Based on a supplemental report by the Indiana State Board of Accounts completed last September, these were the instances of verifiable noncompliance based on state code that needed to be addressed.

• Monthly financial reports were never reconciled between the auditor and treasurer’s office for all of 2019;
• The discrepancy between these two offices was almost $8 million in what the auditor accounted for and actual cash balance according to the treasurer;
• The auditor did not record more than $13 million in receipts and more than $10 million in payouts; and
• The auditor neglected to do proper reporting or collecting financial statements on specific funds from the clerk and the sheriff’s offices.

In 2019, the auditor was Heather Myers and the treasurer was Debbie Ottinger. The report said the receipts for the county on the required annual report were understated by $13 million and the auditor misstated the amount paid out for the year by more than $10 million.

“The 2019 Annual Financial Report submitted by the County contained material misstatements in receipts and disbursements,” the public report stated. “The submitted annual financial report by the county did not contain required financial activity for the Clerk of the Circuit Court, County Sheriff, and County Treasurer offices.”

Boone County attorney Bob Clutter said the “substantial variances” were “concerning” to members of the county council and commissioners, and they immediately decided to hire a former auditor and treasurer.

The Boone County Commissioners contracted Deanna Willhoite, who was elected as auditor in 2012 and now works for Andretti Motorsports. Clutter said she was hired last September, immediately after an exit interview with state officials.

“She has been working assiduously since then, reconciling the books,” Clutter wrote in an email to The Lebanon Reporter. “We recently met to get an update on her progress and were impressed with the amount of work she has accomplished and what her findings have revealed to date.”

He added that Willhoite has not found any questionable activity in her work. Myers overpaid herself $1,600 beyond the salary ordinance in 2019, but returned that money. She resigned the auditor’s position last February.

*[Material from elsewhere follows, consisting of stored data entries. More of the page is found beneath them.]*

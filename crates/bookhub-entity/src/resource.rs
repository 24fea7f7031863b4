//! Bookable resource model.

use chrono::NaiveTime;
use serde::{Deserialize, Serialize};

use bookhub_core::BookingError;
use bookhub_core::result::BookingResult;
use bookhub_core::types::{Money, ResourceId};

/// A bookable item in the venue catalog (a game table, a hall).
///
/// Resources are immutable catalog data owned outside the engine; the
/// engine only reads them.
#[derive(Debug, Clone, Serialize, Deserialize)]
pub struct Resource {
    /// Unique resource identifier.
    pub id: ResourceId,
    /// Display name.
    pub name: String,
    /// Price per hour of use.
    pub hourly_rate: Money,
    /// Opening clock time of the operating window.
    pub open: NaiveTime,
    /// Closing clock time of the operating window.
    pub close: NaiveTime,
}

impl Resource {
    /// Create a validated resource.
    pub fn new(
        name: impl Into<String>,
        hourly_rate: Money,
        open: NaiveTime,
        close: NaiveTime,
    ) -> BookingResult<Self> {
        let resource = Self {
            id: ResourceId::new(),
            name: name.into(),
            hourly_rate,
            open,
            close,
        };
        resource.validate()?;
        Ok(resource)
    }

    /// Check the resource's intrinsic invariants.
    pub fn validate(&self) -> BookingResult<()> {
        if self.name.trim().is_empty() {
            return Err(BookingError::Validation(
                "resource name must not be empty".to_string(),
            ));
        }
        if !self.hourly_rate.is_positive() {
            return Err(BookingError::Validation(format!(
                "hourly rate must be positive, got {}",
                self.hourly_rate
            )));
        }
        if self.open >= self.close {
            return Err(BookingError::Validation(format!(
                "operating window must open before it closes ({} >= {})",
                self.open, self.close
            )));
        }
        Ok(())
    }

    /// Length of the operating window in minutes.
    pub fn operating_minutes(&self) -> i64 {
        (self.close - self.open).num_minutes()
    }
}

#[cfg(test)]
mod tests {
    use super::*;

    fn t(h: u32, m: u32) -> NaiveTime {
        NaiveTime::from_hms_opt(h, m, 0).unwrap()
    }

    #[test]
    fn valid_resource_passes() {
        let r = Resource::new("Snooker Table 1", Money::from_major(100), t(9, 0), t(22, 0));
        assert!(r.is_ok());
        assert_eq!(r.unwrap().operating_minutes(), 13 * 60);
    }

    #[test]
    fn inverted_window_is_rejected() {
        let err = Resource::new("PS5 Bay", Money::from_major(80), t(22, 0), t(9, 0)).unwrap_err();
        assert_eq!(err.kind(), bookhub_core::error::ErrorKind::Validation);
    }

    #[test]
    fn non_positive_rate_is_rejected() {
        assert!(Resource::new("Free Table", Money::ZERO, t(9, 0), t(22, 0)).is_err());
    }
}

“The errors that led to the discrepancies were generally the result of improper accounting practices and the failure of the auditor to monthly reconcile the transactions with the treasurer,” Clutter wrote. “Ms. Willhoite noted that the improper account entries (or failure of such) began in the summer of 2017, so she has reviewed all county financial transactions from that date forward.”

He noted that some of the discrepancies were due to employee turnover and improper training of replacements.